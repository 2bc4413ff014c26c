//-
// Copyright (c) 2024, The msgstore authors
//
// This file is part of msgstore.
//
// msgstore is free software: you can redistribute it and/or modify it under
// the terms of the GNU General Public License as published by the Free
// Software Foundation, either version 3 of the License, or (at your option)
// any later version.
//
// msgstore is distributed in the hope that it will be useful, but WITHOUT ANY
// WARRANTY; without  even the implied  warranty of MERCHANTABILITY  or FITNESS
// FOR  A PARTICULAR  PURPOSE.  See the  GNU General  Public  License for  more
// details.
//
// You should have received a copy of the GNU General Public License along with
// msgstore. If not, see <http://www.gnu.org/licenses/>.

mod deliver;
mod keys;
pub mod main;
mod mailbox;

◆ ◆ ◆

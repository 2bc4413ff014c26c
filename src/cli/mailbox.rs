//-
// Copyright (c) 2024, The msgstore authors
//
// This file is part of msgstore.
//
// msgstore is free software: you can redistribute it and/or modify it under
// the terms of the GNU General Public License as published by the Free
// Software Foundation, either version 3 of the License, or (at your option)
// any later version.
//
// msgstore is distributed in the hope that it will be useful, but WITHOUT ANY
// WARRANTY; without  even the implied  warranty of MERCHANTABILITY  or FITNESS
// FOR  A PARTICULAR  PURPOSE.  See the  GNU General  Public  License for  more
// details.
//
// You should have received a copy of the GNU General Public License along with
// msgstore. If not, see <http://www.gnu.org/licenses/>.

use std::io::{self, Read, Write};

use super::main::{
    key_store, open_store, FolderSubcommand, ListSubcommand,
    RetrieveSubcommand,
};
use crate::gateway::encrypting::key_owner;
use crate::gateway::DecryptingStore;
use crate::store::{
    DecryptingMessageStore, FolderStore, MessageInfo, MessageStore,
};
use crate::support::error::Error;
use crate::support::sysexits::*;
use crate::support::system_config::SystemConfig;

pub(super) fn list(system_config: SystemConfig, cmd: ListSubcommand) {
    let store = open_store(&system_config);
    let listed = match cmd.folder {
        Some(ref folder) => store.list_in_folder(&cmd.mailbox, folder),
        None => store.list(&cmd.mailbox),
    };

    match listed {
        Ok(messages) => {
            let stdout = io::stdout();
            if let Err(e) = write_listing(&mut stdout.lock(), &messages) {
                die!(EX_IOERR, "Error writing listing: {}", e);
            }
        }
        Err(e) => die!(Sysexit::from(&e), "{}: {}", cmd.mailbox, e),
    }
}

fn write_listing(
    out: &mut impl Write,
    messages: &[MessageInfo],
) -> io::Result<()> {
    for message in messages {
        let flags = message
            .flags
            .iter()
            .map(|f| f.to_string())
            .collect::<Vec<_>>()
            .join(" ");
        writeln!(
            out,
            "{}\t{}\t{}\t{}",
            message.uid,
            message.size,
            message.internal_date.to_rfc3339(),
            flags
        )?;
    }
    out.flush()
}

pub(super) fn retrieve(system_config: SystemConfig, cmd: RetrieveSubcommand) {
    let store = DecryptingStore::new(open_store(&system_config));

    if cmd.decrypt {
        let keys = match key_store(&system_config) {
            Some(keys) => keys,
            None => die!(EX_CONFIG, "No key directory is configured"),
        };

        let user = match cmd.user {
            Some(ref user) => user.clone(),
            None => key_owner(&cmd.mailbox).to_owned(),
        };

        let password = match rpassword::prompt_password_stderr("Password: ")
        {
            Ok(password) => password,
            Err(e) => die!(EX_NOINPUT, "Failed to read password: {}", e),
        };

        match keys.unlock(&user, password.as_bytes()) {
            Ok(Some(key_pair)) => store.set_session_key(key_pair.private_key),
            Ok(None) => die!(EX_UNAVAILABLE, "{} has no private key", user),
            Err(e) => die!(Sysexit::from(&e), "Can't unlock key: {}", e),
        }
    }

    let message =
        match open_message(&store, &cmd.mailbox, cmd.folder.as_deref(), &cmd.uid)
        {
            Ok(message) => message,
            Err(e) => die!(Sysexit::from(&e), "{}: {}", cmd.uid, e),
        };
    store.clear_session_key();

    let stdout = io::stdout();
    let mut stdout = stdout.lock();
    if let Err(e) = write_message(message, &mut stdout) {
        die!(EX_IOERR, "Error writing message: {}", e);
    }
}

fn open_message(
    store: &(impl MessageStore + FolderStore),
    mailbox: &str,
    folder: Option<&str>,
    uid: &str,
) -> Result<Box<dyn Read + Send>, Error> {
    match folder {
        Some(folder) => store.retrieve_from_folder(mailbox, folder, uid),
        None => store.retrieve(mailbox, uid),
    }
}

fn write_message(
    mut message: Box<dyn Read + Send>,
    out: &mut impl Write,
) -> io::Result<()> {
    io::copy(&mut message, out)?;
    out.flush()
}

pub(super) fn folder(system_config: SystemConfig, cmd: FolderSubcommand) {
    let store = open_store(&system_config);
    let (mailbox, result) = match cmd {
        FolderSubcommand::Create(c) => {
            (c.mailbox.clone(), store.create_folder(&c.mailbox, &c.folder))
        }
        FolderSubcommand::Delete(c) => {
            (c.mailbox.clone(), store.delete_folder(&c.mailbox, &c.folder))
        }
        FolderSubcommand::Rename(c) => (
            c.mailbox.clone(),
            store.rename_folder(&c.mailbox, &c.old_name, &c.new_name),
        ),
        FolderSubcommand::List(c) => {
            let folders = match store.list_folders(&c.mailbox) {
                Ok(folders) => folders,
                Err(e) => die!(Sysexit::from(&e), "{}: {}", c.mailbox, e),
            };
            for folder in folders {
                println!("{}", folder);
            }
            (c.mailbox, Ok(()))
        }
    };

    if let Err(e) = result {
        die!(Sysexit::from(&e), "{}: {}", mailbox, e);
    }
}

◆ ◆ ◆

• What you will do
Report how many lines in the material contain "Error". Write the number and stop.

• Response to this exercise
4